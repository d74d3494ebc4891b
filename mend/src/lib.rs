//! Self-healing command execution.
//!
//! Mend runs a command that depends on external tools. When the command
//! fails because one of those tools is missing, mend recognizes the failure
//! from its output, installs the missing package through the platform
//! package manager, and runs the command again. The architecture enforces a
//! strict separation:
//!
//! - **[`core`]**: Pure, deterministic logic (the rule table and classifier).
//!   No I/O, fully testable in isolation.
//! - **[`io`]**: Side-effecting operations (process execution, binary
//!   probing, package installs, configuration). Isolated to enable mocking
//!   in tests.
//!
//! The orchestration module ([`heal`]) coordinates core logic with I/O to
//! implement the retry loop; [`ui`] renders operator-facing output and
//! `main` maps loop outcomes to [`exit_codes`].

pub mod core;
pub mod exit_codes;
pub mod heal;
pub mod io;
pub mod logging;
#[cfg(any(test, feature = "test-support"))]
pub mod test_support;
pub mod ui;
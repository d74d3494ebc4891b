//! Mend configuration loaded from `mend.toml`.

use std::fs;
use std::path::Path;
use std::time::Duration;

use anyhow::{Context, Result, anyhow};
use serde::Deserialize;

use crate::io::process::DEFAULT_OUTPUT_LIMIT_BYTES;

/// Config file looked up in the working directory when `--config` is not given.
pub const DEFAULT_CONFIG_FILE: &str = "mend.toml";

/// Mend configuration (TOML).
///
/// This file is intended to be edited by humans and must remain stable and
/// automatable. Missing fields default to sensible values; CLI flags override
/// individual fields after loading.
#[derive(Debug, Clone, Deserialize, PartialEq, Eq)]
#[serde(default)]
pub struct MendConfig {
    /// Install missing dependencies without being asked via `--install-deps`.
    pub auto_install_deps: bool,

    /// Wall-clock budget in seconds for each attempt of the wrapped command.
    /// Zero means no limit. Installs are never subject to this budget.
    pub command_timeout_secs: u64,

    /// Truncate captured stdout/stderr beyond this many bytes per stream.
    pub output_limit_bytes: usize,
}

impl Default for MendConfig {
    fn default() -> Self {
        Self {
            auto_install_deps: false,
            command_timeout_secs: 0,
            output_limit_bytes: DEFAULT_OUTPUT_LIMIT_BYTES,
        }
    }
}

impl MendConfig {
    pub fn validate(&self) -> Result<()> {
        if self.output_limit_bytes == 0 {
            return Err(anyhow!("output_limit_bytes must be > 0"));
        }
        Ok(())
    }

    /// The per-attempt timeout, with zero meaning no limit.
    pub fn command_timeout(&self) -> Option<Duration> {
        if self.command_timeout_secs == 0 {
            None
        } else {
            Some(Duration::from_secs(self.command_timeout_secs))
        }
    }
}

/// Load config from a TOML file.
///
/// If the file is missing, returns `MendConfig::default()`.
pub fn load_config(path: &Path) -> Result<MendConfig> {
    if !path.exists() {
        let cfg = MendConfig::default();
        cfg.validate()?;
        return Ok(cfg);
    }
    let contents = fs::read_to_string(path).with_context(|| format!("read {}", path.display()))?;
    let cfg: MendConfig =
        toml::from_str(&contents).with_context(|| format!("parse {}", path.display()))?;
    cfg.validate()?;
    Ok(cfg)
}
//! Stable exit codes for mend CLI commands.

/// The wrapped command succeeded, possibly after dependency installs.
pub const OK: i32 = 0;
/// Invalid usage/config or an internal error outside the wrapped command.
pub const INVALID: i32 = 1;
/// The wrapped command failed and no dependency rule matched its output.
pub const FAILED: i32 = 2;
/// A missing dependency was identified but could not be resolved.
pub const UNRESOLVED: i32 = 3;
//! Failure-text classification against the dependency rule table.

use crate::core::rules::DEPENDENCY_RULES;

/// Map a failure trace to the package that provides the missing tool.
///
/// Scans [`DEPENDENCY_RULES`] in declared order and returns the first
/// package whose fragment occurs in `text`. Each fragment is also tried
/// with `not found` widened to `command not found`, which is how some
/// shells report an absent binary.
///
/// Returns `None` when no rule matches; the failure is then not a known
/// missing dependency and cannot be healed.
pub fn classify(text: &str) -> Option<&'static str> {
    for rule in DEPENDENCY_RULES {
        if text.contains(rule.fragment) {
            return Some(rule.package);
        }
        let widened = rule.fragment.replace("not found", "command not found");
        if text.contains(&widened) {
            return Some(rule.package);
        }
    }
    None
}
- - - - - - -
* **Activity**:
Copy the entries above exactly. Miss none of them.

* **Expected answer**:
repository d74d3494ebc4891b
filename mend/src/lib.rs
//! Self-healing command execution.
//!
//! Mend runs a command that depends on external tools. When the command
//! fails because one of those tools is missing, mend recognizes the failure
//! from its output, installs the missing package through the platform
//! package manager, and runs the command again. The architecture enforces a
//! strict separation:
//!
//! - **[`core`]**: Pure, deterministic logic (the rule table and classifier).
//!   No I/O, fully testable in isolation.
//! - **[`io`]**: Side-effecting operations (process execution, binary
//!   probing, package installs, configuration). Isolated to enable mocking
//!   in tests.
//!
//! The orchestration module ([`heal`]) coordinates core logic with I/O to
//! implement the retry loop; [`ui`] renders operator-facing output and
//! `main` maps loop outcomes to [`exit_codes`].

pub mod core;
pub mod exit_codes;
pub mod heal;
pub mod io;
pub mod logging;
#[cfg(any(test, feature = "test-support"))]
pub mod test_support;
pub mod ui;
repository d74d3494ebc4891b
//! Mend configuration loaded from `mend.toml`.

use std::fs;
use std::path::Path;
use std::time::Duration;

use anyhow::{Context, Result, anyhow};
use serde::Deserialize;

use crate::io::process::DEFAULT_OUTPUT_LIMIT_BYTES;

/// Config file looked up in the working directory when `--config` is not given.
pub const DEFAULT_CONFIG_FILE: &str = "mend.toml";

/// Mend configuration (TOML).
///
/// This file is intended to be edited by humans and must remain stable and
/// automatable. Missing fields default to sensible values; CLI flags override
/// individual fields after loading.
#[derive(Debug, Clone, Deserialize, PartialEq, Eq)]
#[serde(default)]
pub struct MendConfig {
    /// Install missing dependencies without being asked via `--install-deps`.
    pub auto_install_deps: bool,

    /// Wall-clock budget in seconds for each attempt of the wrapped command.
    /// Zero means no limit. Installs are never subject to this budget.
    pub command_timeout_secs: u64,

    /// Truncate captured stdout/stderr beyond this many bytes per stream.
    pub output_limit_bytes: usize,
}

impl Default for MendConfig {
    fn default() -> Self {
        Self {
            auto_install_deps: false,
            command_timeout_secs: 0,
            output_limit_bytes: DEFAULT_OUTPUT_LIMIT_BYTES,
        }
    }
}

impl MendConfig {
    pub fn validate(&self) -> Result<()> {
        if self.output_limit_bytes == 0 {
            return Err(anyhow!("output_limit_bytes must be > 0"));
        }
        Ok(())
    }

    /// The per-attempt timeout, with zero meaning no limit.
    pub fn command_timeout(&self) -> Option<Duration> {
        if self.command_timeout_secs == 0 {
            None
        } else {
            Some(Duration::from_secs(self.command_timeout_secs))
        }
    }
}

/// Load config from a TOML file.
///
/// If the file is missing, returns `MendConfig::default()`.
pub fn load_config(path: &Path) -> Result<MendConfig> {
    if !path.exists() {
        let cfg = MendConfig::default();
        cfg.validate()?;
        return Ok(cfg);
    }
    let contents = fs::read_to_string(path).with_context(|| format!("read {}", path.display()))?;
    let cfg: MendConfig =
        toml::from_str(&contents).with_context(|| format!("parse {}", path.display()))?;
    cfg.validate()?;
    Ok(cfg)
}
//! Stable exit codes for mend CLI commands.

/// The wrapped command succeeded, possibly after dependency installs.
pub const OK: i32 = 0;
/// Invalid usage/config or an internal error outside the wrapped command.
pub const INVALID: i32 = 1;
/// The wrapped command failed and no dependency rule matched its output.
pub const FAILED: i32 = 2;
/// A missing dependency was identified but could not be resolved.
pub const UNRESOLVED: i32 = 3;
//! Failure-text classification against the dependency rule table.

use crate::core::rules::DEPENDENCY_RULES;

/// Map a failure trace to the package that provides the missing tool.
///
/// Scans [`DEPENDENCY_RULES`] in declared order and returns the first
/// package whose fragment occurs in `text`. Each fragment is also tried
/// with `not found` widened to `command not found`, which is how some
/// shells report an absent binary.
///
/// Returns `None` when no rule matches; the failure is then not a known
/// missing dependency and cannot be healed.
pub fn classify(text: &str) -> Option<&'static str> {
    for rule in DEPENDENCY_RULES {
        if text.contains(rule.fragment) {
            return Some(rule.package);
        }
        let widened = rule.fragment.replace("not found", "command not found");
        if text.contains(&widened) {
            return Some(rule.package);
        }
    }
    None
}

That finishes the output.